Em nome do Pai e do Filho + e do Espírito Santo. Amém.
Ave Maria…
Continuando algumas considerações sobre o Cânon da missa, devemos nos perguntar: Qual é a origem do Cânon do rito romano tradicional? De onde vieram essas orações que envolvem as palavras da Consagração, no rito romano tradicional?
Para responder estas perguntas, precisaremos de um pouco de reflexão, fazendo algumas associações, entre alguns escritos da Sagrada Escritura, dos Padres da Igreja, e algumas informações da tradição.

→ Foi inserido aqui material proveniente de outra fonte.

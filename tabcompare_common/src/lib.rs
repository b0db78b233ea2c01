pub mod config;
pub mod error;
pub mod mapping;
pub mod reader;
pub mod table;
pub mod types;

pub use config::*;
pub use error::*;
pub use mapping::*;
pub use reader::*;
pub use table::*;
pub use types::*;
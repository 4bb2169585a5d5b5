//! Request-body preconditions for create and update.
//!
//! Runs before the catalog sees a payload. Collects every failing field
//! rather than stopping at the first, and trims `name` and `price` in the
//! body it hands on.

use serde_json::Value;

use crate::error::FieldError;
use crate::model::{DESCRIPTION_MAX_CHARS, NAME_MAX_CHARS};

pub const NAME_MESSAGE: &str = "Name is required and must be less than 100 characters";
pub const PRICE_MESSAGE: &str = "Price is required";
pub const CATEGORIES_MESSAGE: &str = "At least one category is required";
pub const CATEGORY_ITEM_MESSAGE: &str = "Each category must be a string";
pub const DESCRIPTION_MESSAGE: &str = "Description must be less than 500 characters";
pub const DESCRIPTION_TYPE_MESSAGE: &str = "Description must be a string";
pub const BODY_MESSAGE: &str = "Request body must be a JSON object";

/// Check a plant payload, returning the sanitized body or every field error.
pub fn validate_plant(body: Value) -> Result<Value, Vec<FieldError>> {
    let mut map = match body {
        Value::Object(map) => map,
        other => return Err(vec![FieldError::body("", Some(other), BODY_MESSAGE)]),
    };
    let mut errors = Vec::new();

    match trimmed(map.get("name")) {
        Some(name) if (1..=NAME_MAX_CHARS).contains(&name.chars().count()) => {
            map.insert("name".into(), Value::String(name));
        }
        _ => errors.push(FieldError::body("name", map.get("name").cloned(), NAME_MESSAGE)),
    }

    match trimmed(map.get("price")) {
        Some(price) if !price.is_empty() => {
            map.insert("price".into(), Value::String(price));
        }
        _ => errors.push(FieldError::body("price", map.get("price").cloned(), PRICE_MESSAGE)),
    }

    match map.get("categories") {
        Some(Value::Array(items)) if !items.is_empty() => {
            for (i, item) in items.iter().enumerate() {
                if !item.is_string() {
                    errors.push(FieldError::body(
                        format!("categories[{i}]"),
                        Some(item.clone()),
                        CATEGORY_ITEM_MESSAGE,
                    ));
                }
            }
        }
        other => errors.push(FieldError::body("categories", other.cloned(), CATEGORIES_MESSAGE)),
    }

    match map.get("description") {
        None | Some(Value::Null) => {}
        Some(Value::String(description)) => {
            if description.chars().count() > DESCRIPTION_MAX_CHARS {
                errors.push(FieldError::body(
                    "description",
                    Some(Value::String(description.clone())),
                    DESCRIPTION_MESSAGE,
                ));
            }
        }
        Some(other) => errors.push(FieldError::body(
            "description",
            Some(other.clone()),
            DESCRIPTION_TYPE_MESSAGE,
        )),
    }

    if errors.is_empty() {
        Ok(Value::Object(map))
    } else {
        Err(errors)
    }
}

fn trimmed(value: Option<&Value>) -> Option<String> {
    match value {
        Some(Value::String(s)) => Some(s.trim().to_string()),
        _ => None,
    }
}
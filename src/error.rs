use std::error::Error;
use std::fmt;

use serde::Serialize;

/// Failure reported by a plant store.
#[derive(Debug, Clone, PartialEq, Eq)]
pub enum StoreError {
    /// The supplied identifier could not be cast to a `PlantId`.
    InvalidId(String),
    /// The document violates the collection schema.
    Schema(String),
    /// The query parameters could not be turned into a store query.
    InvalidQuery(String),
    /// Document (de)serialization failed.
    Serde(String),
    /// Backend I/O or engine failure.
    Storage(String),
    LockPoisoned(&'static str),
}

impl fmt::Display for StoreError {
    fn fmt(&self, f: &mut fmt::Formatter<'_>) -> fmt::Result {
        match self {
            StoreError::InvalidId(raw) => write!(
                f,
                "Cast to ObjectId failed for value \"{}\" (type string) at path \"_id\" for model \"Plant\"",
                raw
            ),
            StoreError::Schema(message) => write!(f, "Plant validation failed: {}", message),
            StoreError::InvalidQuery(message) => write!(f, "invalid query: {}", message),
            StoreError::Serde(message) => write!(f, "document serialization error: {}", message),
            StoreError::Storage(message) => write!(f, "storage error: {}", message),
            StoreError::LockPoisoned(operation) => {
                write!(f, "store lock poisoned during {}", operation)
            }
        }
    }
}

impl Error for StoreError {}

impl From<serde_json::Error> for StoreError {
    fn from(err: serde_json::Error) -> Self {
        StoreError::Serde(err.to_string())
    }
}

/// One failed precondition on a request body field.
#[derive(Debug, Clone, PartialEq, Serialize)]
pub struct FieldError {
    #[serde(rename = "type")]
    pub kind: &'static str,
    #[serde(skip_serializing_if = "Option::is_none")]
    pub value: Option<serde_json::Value>,
    pub msg: String,
    pub path: String,
    pub location: &'static str,
}

impl FieldError {
    pub fn body(path: impl Into<String>, value: Option<serde_json::Value>, msg: impl Into<String>) -> Self {
        Self {
            kind: "field",
            value,
            msg: msg.into(),
            path: path.into(),
            location: "body",
        }
    }
}

impl fmt::Display for FieldError {
    fn fmt(&self, f: &mut fmt::Formatter<'_>) -> fmt::Result {
        write!(f, "{}: {}", self.path, self.msg)
    }
}

/// Error type for catalog operations, one variant per response class.
#[derive(Debug)]
pub enum CatalogError {
    /// Request payload failed the precondition checks.
    Validation(Vec<FieldError>),
    /// No plant with the given id.
    NotFound(String),
    /// Anything the store reported, including malformed ids.
    Store(StoreError),
}

impl fmt::Display for CatalogError {
    fn fmt(&self, f: &mut fmt::Formatter<'_>) -> fmt::Result {
        match self {
            CatalogError::Validation(errors) => {
                write!(f, "validation error")?;
                for (i, err) in errors.iter().enumerate() {
                    let sep = if i == 0 { ": " } else { "; " };
                    write!(f, "{}{}", sep, err)?;
                }
                Ok(())
            }
            CatalogError::NotFound(id) => write!(f, "plant not found: {}", id),
            CatalogError::Store(e) => write!(f, "store error: {}", e),
        }
    }
}

impl Error for CatalogError {
    fn source(&self) -> Option<&(dyn Error + 'static)> {
        match self {
            CatalogError::Store(e) => Some(e),
            _ => None,
        }
    }
}

impl From<StoreError> for CatalogError {
    fn from(err: StoreError) -> Self {
        CatalogError::Store(err)
    }
}

impl CatalogError {
    /// Map this error to an HTTP status code.
    pub fn status_code(&self) -> u16 {
        match self {
            CatalogError::Validation(_) => 400,
            CatalogError::NotFound(_) => 404,
            CatalogError::Store(_) => 500,
        }
    }
}
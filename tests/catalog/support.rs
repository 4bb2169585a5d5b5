use std::sync::Arc;

use plant_catalog::store::{InMemoryPlantStore, PlantStore};
use plant_catalog::{http, CatalogService, NewPlant, Plant};

pub const BASE_PATH: &str = "/api";

pub fn jade() -> NewPlant {
    NewPlant::new("Jade Plant", "₹899.99", vec!["Succulent,Indoor".into()])
        .description("Lucky jade plant with thick, glossy leaves.")
}

pub fn snake() -> NewPlant {
    NewPlant::new("Snake Plant", "₹1499.50", vec!["Indoor,Low Light".into()]).in_stock(false)
}

pub fn fern() -> NewPlant {
    NewPlant::new("Boston Fern", "₹650", vec!["Indoor".into(), "Hanging".into()])
}

/// Insert plants in order and return what the store saved.
pub async fn insert_all<S: PlantStore>(store: &S, plants: Vec<NewPlant>) -> Vec<Plant> {
    store.insert_many(plants).await.unwrap()
}

pub fn in_memory_service() -> Arc<CatalogService<InMemoryPlantStore>> {
    Arc::new(CatalogService::new(InMemoryPlantStore::new()))
}

/// Bind to port 0 and return the API root, e.g. `http://127.0.0.1:43121/api`.
pub async fn start_server<S: PlantStore + 'static>(service: Arc<CatalogService<S>>) -> String {
    let app = http::app(service, BASE_PATH);
    let listener = tokio::net::TcpListener::bind("127.0.0.1:0").await.unwrap();
    let addr = listener.local_addr().unwrap();
    tokio::spawn(async move {
        axum::serve(listener, app).await.unwrap();
    });
    format!("http://{addr}{BASE_PATH}")
}
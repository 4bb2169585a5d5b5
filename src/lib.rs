pub mod catalog;
pub mod config;
mod error;
pub mod http;
pub mod model;
pub mod seed;
pub mod store;
pub mod telemetry;

pub use catalog::{CatalogService, CategoryCount, ListParams, PlantFilter, SortOrder};
pub use config::{AppConfig, ConfigError, StoreBackend};
pub use error::{CatalogError, FieldError, StoreError};
pub use model::{NewPlant, Plant, PlantId, PlantPatch};
pub use store::{InMemoryPlantStore, PlantStore};
#[cfg(feature = "sled")]
pub use store::SledPlantStore;
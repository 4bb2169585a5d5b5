//! InMemoryPlantStore - BTreeMap-backed plant store for tests and development.

use std::collections::BTreeMap;
use std::sync::{Arc, RwLock};

use async_trait::async_trait;
use serde_json::{Map, Value};

use super::{decode_document, distinct_values, encode_plant, into_plant, Filter, PlantStore, Query};
use crate::error::StoreError;
use crate::model::{now, IdGenerator, NewPlant, Plant, PlantId};

/// In-memory plant store.
///
/// Documents are kept as serialized JSON keyed by id, so iteration follows
/// creation order. Clone-friendly via Arc; clones share storage.
#[derive(Clone)]
pub struct InMemoryPlantStore {
    storage: Arc<RwLock<BTreeMap<PlantId, Vec<u8>>>>,
    ids: Arc<IdGenerator>,
}

impl Default for InMemoryPlantStore {
    fn default() -> Self {
        Self::new()
    }
}

impl InMemoryPlantStore {
    /// Create a new empty store.
    pub fn new() -> Self {
        Self {
            storage: Arc::new(RwLock::new(BTreeMap::new())),
            ids: Arc::new(IdGenerator::new()),
        }
    }

    /// Number of stored documents.
    pub fn len(&self) -> Result<usize, StoreError> {
        let storage = self
            .storage
            .read()
            .map_err(|_| StoreError::LockPoisoned("len"))?;
        Ok(storage.len())
    }

    pub fn is_empty(&self) -> Result<bool, StoreError> {
        Ok(self.len()? == 0)
    }

    /// Decode every document in creation order.
    fn documents(&self, operation: &'static str) -> Result<Vec<Value>, StoreError> {
        let storage = self
            .storage
            .read()
            .map_err(|_| StoreError::LockPoisoned(operation))?;
        storage.values().map(|bytes| decode_document(bytes)).collect()
    }
}

#[async_trait]
impl PlantStore for InMemoryPlantStore {
    async fn find(&self, query: &Query) -> Result<Vec<Plant>, StoreError> {
        let docs = self.documents("find")?;
        query.run(docs).into_iter().map(into_plant).collect()
    }

    async fn find_by_id(&self, id: &str) -> Result<Option<Plant>, StoreError> {
        let id = PlantId::parse(id)?;
        let storage = self
            .storage
            .read()
            .map_err(|_| StoreError::LockPoisoned("find_by_id"))?;

        match storage.get(&id) {
            Some(bytes) => Ok(Some(serde_json::from_slice(bytes)?)),
            None => Ok(None),
        }
    }

    async fn insert(&self, plant: NewPlant) -> Result<Plant, StoreError> {
        let plant = Plant::from_new(self.ids.next_id(), plant, now())?;
        let bytes = encode_plant(&plant)?;

        let mut storage = self
            .storage
            .write()
            .map_err(|_| StoreError::LockPoisoned("insert"))?;
        storage.insert(plant.id, bytes);

        Ok(plant)
    }

    async fn find_by_id_and_update(
        &self,
        id: &str,
        set: &Map<String, Value>,
    ) -> Result<Option<Plant>, StoreError> {
        let id = PlantId::parse(id)?;
        let mut storage = self
            .storage
            .write()
            .map_err(|_| StoreError::LockPoisoned("find_by_id_and_update"))?;

        let current: Plant = match storage.get(&id) {
            Some(bytes) => serde_json::from_slice(bytes)?,
            None => return Ok(None),
        };

        let updated = current.apply_set(set, now())?;
        storage.insert(id, encode_plant(&updated)?);
        Ok(Some(updated))
    }

    async fn find_by_id_and_delete(&self, id: &str) -> Result<Option<Plant>, StoreError> {
        let id = PlantId::parse(id)?;
        let mut storage = self
            .storage
            .write()
            .map_err(|_| StoreError::LockPoisoned("find_by_id_and_delete"))?;

        match storage.remove(&id) {
            Some(bytes) => Ok(Some(serde_json::from_slice(&bytes)?)),
            None => Ok(None),
        }
    }

    async fn distinct(&self, field: &str) -> Result<Vec<Value>, StoreError> {
        let docs = self.documents("distinct")?;
        Ok(distinct_values(field, docs.iter()))
    }

    async fn count(&self, filter: &Filter) -> Result<usize, StoreError> {
        let docs = self.documents("count")?;
        Ok(docs.iter().filter(|doc| filter.matches(doc)).count())
    }

    async fn delete_many(&self, filter: &Filter) -> Result<usize, StoreError> {
        let mut storage = self
            .storage
            .write()
            .map_err(|_| StoreError::LockPoisoned("delete_many"))?;

        let mut doomed = Vec::new();
        for (id, bytes) in storage.iter() {
            if filter.matches(&decode_document(bytes)?) {
                doomed.push(*id);
            }
        }
        for id in &doomed {
            storage.remove(id);
        }
        Ok(doomed.len())
    }
}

A tradição eclesiástica sempre disse que o Cânon da missa vem dos Apóstolos. É necessário reconhecer que não temos nenhum documento assinado e timbrado, pelas mãos dos Apóstolos, datado do primeiro século, que nos dê a evidência disso… Mas podemos olhar um pouco mais de perto as orações do Cânon, e ver que essa afirmação da tradição não é nem um pouco absurda. Ao contrário, uma análise do Cânon, feita de perto, nos mostra que essa afirmação da tradição é bem razoável. Além disso, exigir um documento do primeiro século, que prove de modo evidente a origem apostólica do Cânon, é um exagero típico de historiadores racionalistas que, de modo gratuito, colocam em dúvida de modo sistemático as tradições orais dos povos e da Igreja. E isso é um absurdo.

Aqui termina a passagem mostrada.